═════ AVAILABLE DATA ═════

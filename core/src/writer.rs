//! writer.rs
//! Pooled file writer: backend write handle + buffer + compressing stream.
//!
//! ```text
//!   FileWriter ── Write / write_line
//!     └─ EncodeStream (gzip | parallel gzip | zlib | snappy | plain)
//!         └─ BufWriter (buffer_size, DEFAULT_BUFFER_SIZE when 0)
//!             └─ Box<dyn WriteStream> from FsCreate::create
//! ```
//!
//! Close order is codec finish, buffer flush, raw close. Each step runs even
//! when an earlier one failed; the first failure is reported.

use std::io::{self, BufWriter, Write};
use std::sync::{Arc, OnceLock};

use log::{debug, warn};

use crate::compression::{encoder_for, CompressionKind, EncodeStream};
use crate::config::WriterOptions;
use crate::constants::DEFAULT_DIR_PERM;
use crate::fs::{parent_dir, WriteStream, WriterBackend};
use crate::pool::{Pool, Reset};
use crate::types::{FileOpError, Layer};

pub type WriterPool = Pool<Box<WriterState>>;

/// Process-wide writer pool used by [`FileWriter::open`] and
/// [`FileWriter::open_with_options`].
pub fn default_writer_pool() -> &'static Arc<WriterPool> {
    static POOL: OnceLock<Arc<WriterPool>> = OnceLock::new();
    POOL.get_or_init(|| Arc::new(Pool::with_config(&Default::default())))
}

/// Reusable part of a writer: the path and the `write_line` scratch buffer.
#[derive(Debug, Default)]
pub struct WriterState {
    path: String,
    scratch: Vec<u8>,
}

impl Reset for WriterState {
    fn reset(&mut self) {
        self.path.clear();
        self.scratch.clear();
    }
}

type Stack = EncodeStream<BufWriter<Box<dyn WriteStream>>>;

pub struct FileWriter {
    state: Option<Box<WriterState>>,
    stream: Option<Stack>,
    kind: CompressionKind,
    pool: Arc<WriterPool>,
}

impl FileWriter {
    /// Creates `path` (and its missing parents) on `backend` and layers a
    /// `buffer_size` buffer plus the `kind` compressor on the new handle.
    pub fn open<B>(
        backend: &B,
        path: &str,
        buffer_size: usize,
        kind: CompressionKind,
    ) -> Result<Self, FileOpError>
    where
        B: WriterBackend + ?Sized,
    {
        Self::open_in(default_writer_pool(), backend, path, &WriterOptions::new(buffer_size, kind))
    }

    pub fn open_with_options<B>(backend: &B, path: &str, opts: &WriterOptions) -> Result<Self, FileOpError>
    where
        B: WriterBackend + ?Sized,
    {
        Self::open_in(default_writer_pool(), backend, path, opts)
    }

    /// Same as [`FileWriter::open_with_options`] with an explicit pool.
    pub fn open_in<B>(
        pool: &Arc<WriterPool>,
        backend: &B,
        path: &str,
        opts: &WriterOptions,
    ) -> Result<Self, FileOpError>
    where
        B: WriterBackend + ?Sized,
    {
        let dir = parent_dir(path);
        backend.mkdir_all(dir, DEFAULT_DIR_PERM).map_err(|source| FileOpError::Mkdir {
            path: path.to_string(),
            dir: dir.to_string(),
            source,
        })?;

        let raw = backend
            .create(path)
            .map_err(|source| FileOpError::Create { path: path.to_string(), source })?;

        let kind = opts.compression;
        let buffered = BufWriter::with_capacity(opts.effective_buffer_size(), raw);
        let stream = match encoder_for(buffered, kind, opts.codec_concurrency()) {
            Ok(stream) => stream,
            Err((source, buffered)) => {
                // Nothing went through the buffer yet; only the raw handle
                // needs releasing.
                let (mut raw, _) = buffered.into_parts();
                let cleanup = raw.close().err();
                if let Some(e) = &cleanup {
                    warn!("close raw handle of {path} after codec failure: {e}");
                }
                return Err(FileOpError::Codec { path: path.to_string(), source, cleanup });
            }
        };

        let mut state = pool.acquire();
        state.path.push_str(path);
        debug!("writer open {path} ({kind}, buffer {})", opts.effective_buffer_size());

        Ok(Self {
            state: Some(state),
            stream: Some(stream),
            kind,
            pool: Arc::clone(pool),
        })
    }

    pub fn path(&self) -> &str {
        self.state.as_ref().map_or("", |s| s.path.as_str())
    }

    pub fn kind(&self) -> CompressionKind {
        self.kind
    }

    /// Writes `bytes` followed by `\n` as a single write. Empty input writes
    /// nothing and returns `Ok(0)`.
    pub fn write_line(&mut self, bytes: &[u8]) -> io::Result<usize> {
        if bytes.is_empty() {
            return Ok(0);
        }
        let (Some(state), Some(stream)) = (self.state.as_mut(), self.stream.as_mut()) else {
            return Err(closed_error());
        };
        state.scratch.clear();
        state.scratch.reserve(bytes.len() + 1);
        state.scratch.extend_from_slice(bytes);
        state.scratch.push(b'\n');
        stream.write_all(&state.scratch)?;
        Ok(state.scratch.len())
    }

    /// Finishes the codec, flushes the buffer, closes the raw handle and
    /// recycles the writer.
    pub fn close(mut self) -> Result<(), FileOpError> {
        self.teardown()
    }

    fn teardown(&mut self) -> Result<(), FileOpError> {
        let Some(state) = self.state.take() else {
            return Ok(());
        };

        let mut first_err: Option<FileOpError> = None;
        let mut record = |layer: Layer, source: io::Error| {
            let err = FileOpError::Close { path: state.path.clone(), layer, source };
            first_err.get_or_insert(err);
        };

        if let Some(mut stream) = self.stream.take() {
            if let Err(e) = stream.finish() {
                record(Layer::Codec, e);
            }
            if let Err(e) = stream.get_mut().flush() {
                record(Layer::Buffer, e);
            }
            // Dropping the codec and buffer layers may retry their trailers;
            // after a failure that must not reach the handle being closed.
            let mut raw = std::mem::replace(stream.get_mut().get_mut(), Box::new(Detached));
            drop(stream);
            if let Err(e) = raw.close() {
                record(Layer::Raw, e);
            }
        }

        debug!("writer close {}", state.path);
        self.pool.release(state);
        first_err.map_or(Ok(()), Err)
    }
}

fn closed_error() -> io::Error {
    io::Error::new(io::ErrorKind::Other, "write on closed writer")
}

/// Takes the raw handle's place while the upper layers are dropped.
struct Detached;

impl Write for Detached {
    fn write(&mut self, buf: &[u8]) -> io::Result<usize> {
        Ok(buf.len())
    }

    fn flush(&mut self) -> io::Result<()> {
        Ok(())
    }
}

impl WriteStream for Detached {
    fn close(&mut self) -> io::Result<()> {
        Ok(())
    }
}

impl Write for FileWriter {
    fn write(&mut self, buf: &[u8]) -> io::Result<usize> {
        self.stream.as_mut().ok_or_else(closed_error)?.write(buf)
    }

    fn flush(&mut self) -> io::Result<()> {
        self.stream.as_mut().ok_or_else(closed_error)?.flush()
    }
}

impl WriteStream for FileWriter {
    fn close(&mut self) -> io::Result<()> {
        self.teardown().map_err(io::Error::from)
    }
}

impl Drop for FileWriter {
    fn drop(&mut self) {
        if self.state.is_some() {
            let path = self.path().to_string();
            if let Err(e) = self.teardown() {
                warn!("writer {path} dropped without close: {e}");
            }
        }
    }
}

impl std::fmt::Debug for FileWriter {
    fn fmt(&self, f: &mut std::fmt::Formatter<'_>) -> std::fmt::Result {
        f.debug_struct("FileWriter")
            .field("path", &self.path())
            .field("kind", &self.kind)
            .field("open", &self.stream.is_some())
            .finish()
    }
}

═════
═════ AVAILABLE DATA ═════

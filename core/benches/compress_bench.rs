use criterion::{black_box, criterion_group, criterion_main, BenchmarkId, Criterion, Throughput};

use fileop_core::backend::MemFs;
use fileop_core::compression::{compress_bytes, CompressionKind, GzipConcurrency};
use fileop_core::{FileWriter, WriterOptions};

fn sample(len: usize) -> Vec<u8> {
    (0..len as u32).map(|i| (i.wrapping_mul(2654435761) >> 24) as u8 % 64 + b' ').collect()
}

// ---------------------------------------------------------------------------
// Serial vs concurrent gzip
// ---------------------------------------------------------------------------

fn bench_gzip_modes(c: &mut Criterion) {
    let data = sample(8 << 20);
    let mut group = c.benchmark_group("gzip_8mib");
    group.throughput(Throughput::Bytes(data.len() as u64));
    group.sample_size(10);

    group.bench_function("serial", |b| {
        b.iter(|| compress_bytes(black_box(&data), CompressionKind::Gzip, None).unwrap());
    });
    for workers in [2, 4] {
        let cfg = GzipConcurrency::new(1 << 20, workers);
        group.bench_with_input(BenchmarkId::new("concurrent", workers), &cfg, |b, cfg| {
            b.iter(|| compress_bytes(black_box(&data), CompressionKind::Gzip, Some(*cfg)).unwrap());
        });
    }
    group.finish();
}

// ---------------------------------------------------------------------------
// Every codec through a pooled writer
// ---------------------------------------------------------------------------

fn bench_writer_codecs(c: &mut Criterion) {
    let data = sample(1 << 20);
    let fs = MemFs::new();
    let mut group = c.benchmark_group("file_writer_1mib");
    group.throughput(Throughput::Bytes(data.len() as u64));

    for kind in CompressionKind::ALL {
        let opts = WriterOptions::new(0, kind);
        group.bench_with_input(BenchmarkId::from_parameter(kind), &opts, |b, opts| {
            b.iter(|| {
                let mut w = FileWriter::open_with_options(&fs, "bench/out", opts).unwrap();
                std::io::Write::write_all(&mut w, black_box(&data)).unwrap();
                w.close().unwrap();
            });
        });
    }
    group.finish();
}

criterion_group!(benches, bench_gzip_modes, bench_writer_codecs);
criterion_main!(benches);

═════

# YOUR INSTRUCTIONS
Look through the listing and extract every line with "WriterState" in it.

# PROBLEM SOLUTION
pub type WriterPool = Pool<Box<WriterState>>;
pub struct WriterState {
impl Reset for WriterState {
    state: Option<Box<WriterState>>,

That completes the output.